In terms of institutions one sees immediately that if a company’s major creditor was a local bank, that bank may not find a loan to own opportunity an attractive option since managing and advising on day to day operations may not be a skill they specialize in. Yes, they can monitor daily cash flow but giving strategic advice in a specialized industry may not be within the bank’s core competencies. How does the US deal with this? The simple answer is that trading in the debt of distressed companies is made possible. Put simply a local bank can sell the distressed debt to a private equity reorganization specialist who then becomes the loan to own participant. In the US, the institutions that specialize in purchasing distressed debt are sometimes referred to unattractively as "vulture investors". The vulture investors make their money from taking control of the formally distressed company and getting it back on its feet as quickly as possible, so its equity value increases significantly. Aggressive reorganizations may involve systematic changes in the way the company is run which has implications for management and staff. Whether this could work in Italy would therefore depend upon whether sufficient "vultures" with their own finances and entrepreneurial spirit would be prepared to come forward and whether laws would allow them freedom to make sweeping organizational changes. Perhaps the fast-paced fresh start accounting methods of the US are a step too far?

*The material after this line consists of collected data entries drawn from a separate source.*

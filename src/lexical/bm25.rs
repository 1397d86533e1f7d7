//! Okapi BM25 over whitespace-tokenized documents

use ahash::{HashMap, HashMapExt};
use serde::{Deserialize, Serialize};

use super::tokenize::whitespace_tokens;
use super::LexicalScorer;

/// Term-frequency saturation
pub const DEFAULT_K1: f64 = 1.5;
/// Length normalization
pub const DEFAULT_B: f64 = 0.75;
/// Floor for negative IDFs, as a fraction of the average IDF
pub const DEFAULT_EPSILON: f64 = 0.25;

/// Sparse term-frequency model fitted to a corpus snapshot
///
/// Terms that occur in more than half the corpus get a negative raw IDF;
/// those are replaced by `epsilon * average_idf`.
#[derive(Debug, Clone, PartialEq, Serialize, Deserialize)]
pub struct Bm25Model {
    k1: f64,
    b: f64,
    avgdl: f64,
    doc_len: Vec<usize>,
    doc_freqs: Vec<HashMap<String, u32>>,
    idf: HashMap<String, f64>,
}

impl Bm25Model {
    /// Fit over raw document strings (tokenized on whitespace)
    pub fn fit(documents: &[String]) -> Self {
        let tokenized: Vec<Vec<String>> = documents.iter().map(|d| whitespace_tokens(d)).collect();
        Self::fit_tokens(&tokenized, DEFAULT_K1, DEFAULT_B, DEFAULT_EPSILON)
    }

    /// Fit over pre-tokenized documents with explicit parameters
    pub fn fit_tokens(corpus: &[Vec<String>], k1: f64, b: f64, epsilon: f64) -> Self {
        let mut doc_len = Vec::with_capacity(corpus.len());
        let mut doc_freqs = Vec::with_capacity(corpus.len());
        let mut containing: HashMap<String, u32> = HashMap::new();
        let mut total_len = 0usize;

        for document in corpus {
            doc_len.push(document.len());
            total_len += document.len();

            let mut frequencies: HashMap<String, u32> = HashMap::new();
            for token in document {
                *frequencies.entry(token.clone()).or_insert(0) += 1;
            }
            for term in frequencies.keys() {
                *containing.entry(term.clone()).or_insert(0) += 1;
            }
            doc_freqs.push(frequencies);
        }

        let corpus_size = corpus.len() as f64;
        let avgdl = if corpus.is_empty() {
            0.0
        } else {
            total_len as f64 / corpus_size
        };

        let mut idf: HashMap<String, f64> = HashMap::with_capacity(containing.len());
        let mut idf_sum = 0.0;
        let mut negative = Vec::new();
        for (term, n) in containing {
            let n = n as f64;
            let value = (corpus_size - n + 0.5).ln() - (n + 0.5).ln();
            idf_sum += value;
            if value < 0.0 {
                negative.push(term.clone());
            }
            idf.insert(term, value);
        }

        if !idf.is_empty() {
            let eps = epsilon * (idf_sum / idf.len() as f64);
            for term in negative {
                idf.insert(term, eps);
            }
        }

        Self {
            k1,
            b,
            avgdl,
            doc_len,
            doc_freqs,
            idf,
        }
    }

    /// Score every document against already-tokenized query terms
    pub fn scores_for_tokens(&self, query: &[String]) -> Vec<f64> {
        let mut scores = vec![0.0; self.doc_len.len()];

        for term in query {
            let idf = self.idf.get(term).copied().unwrap_or(0.0);
            if idf == 0.0 {
                continue;
            }

            for (i, frequencies) in self.doc_freqs.iter().enumerate() {
                let tf = frequencies.get(term).copied().unwrap_or(0) as f64;
                if tf == 0.0 {
                    continue;
                }
                let length_ratio = if self.avgdl > 0.0 {
                    self.doc_len[i] as f64 / self.avgdl
                } else {
                    0.0
                };
                let denom = tf + self.k1 * (1.0 - self.b + self.b * length_ratio);
                scores[i] += idf * (tf * (self.k1 + 1.0) / denom);
            }
        }

        scores
    }

    /// IDF of a term, 0.0 when unseen
    pub fn idf(&self, term: &str) -> f64 {
        self.idf.get(term).copied().unwrap_or(0.0)
    }
}

impl LexicalScorer for Bm25Model {
    fn name(&self) -> &'static str {
        "bm25"
    }

    fn doc_count(&self) -> usize {
        self.doc_len.len()
    }

    fn score(&self, query: &str) -> Vec<f64> {
        self.scores_for_tokens(&whitespace_tokens(query))
    }
}

#[cfg(test)]
mod tests {
    use super::*;

    fn corpus(docs: &[&str]) -> Vec<String> {
        docs.iter().map(|d| d.to_string()).collect()
    }

    #[test]
    fn test_rare_term_scores_only_matching_doc() {
        let model = Bm25Model::fit(&corpus(&[
            "rust systems engineer",
            "python data scientist",
            "java backend engineer",
            "go platform engineer",
        ]));

        let scores = model.score("rust");
        assert!(scores[0] > 0.0);
        assert_eq!(&scores[1..], &[0.0, 0.0, 0.0]);
    }

    #[test]
    fn test_idf_formula() {
        let model = Bm25Model::fit(&corpus(&["a b", "a c", "d e", "f g"]));
        // n=2 of N=4: ln(2.5) - ln(2.5) = 0
        assert_eq!(model.idf("a"), 0.0);
        // n=1 of N=4: ln(3.5) - ln(1.5)
        let expected = 3.5f64.ln() - 1.5f64.ln();
        assert!((model.idf("b") - expected).abs() < 1e-12);
    }

    #[test]
    fn test_negative_idf_clamped_to_epsilon() {
        let model = Bm25Model::fit(&corpus(&["common x", "common y", "common z"]));
        // "common" has raw idf ln(0.5) - ln(3.5) < 0 and is replaced by eps
        let idf_common = model.idf("common");
        let raw_rare = 2.5f64.ln() - 1.5f64.ln();
        let raw_common = 0.5f64.ln() - 3.5f64.ln();
        let average = (3.0 * raw_rare + raw_common) / 4.0;
        assert!((idf_common - DEFAULT_EPSILON * average).abs() < 1e-12);
        assert!(model.idf("x") > 0.0);
    }

    #[test]
    fn test_length_normalization_prefers_shorter_doc() {
        let model = Bm25Model::fit(&corpus(&[
            "kubernetes",
            "kubernetes plus many other unrelated words here",
            "nothing",
            "else",
            "misc",
        ]));
        let scores = model.score("kubernetes");
        assert!(scores[0] > scores[1]);
    }

    #[test]
    fn test_case_sensitive_tokens() {
        let model = Bm25Model::fit(&corpus(&["Java developer", "cobol", "fortran"]));
        assert!(model.score("Java")[0] > 0.0);
        assert_eq!(model.score("java")[0], 0.0);
    }

    #[test]
    fn test_empty_corpus() {
        let model = Bm25Model::fit(&[]);
        assert_eq!(model.doc_count(), 0);
        assert!(model.score("anything").is_empty());
    }
}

Recognizing that some reform in bankruptcy procedures was necessary within the EU, the commission has come up with some new proposals. The EU Directive no. 1023/2019 follows selected features of US Chapter 11 bankruptcy. The Directive provides a model for preventive restructuring frameworks (PRFs) to avoid insolvency proceedings such as bankruptcy. In particular, these frameworks allow entrepreneurs to submit their creditors a restructuring plan aimed at restructuring their business through several measures such as changing the composition, conditions or structure of a debtor’s assets and liabilities or any other part of the debtor’s capital structure. The wide scope of these provisions, potentially including several kinds of financial measures, can probably allow a fresh start for the European companies' balance sheets. But there are still too many unknowns in this case. First, the Directive needs to be adopted within each national legal system. This fact can reasonably determine different adaptations of the EU law in accordance with the existing legal rules in each Member State. While some States could adopt a regulation for PRFs that authorizes companies to organize fresh start accounting, other States could forbid it by reducing the scope of PRFs. Second, the EU Directive requires that the PRF shall be not only be adopted by the parties who are affected by the plan such as creditors or equity holders but also confirmed by a judicial or administrative authority. These limitations will probably reduce the initial impact of PRFs involving fresh start accounting on national legal systems. However, it is reasonable to expect financial practices in individual states to exploit the potential of the Directive. National legal systems will have to ensure various ways of implementing the restructuring plan in accordance with the broad scope of the directive. This fits in well with the new structure of Italian insolvency legislation (Legislative Decree no 14/2019) which prioritizes the negotiated solutions for restructuring the companies’ financial crisis as opposed to liquidation solutions.

Thoughts of a quick fresh starts for some Italian businesses may be considered fanciful because we all know recovery will often be slow and difficult. However speedy attention by regulators on how to apply the new PRFs is essential. While US fresh start accounting has issues it does illustrate what is possible if regulators choose to focus upon innovative solutions in a post COVID environment.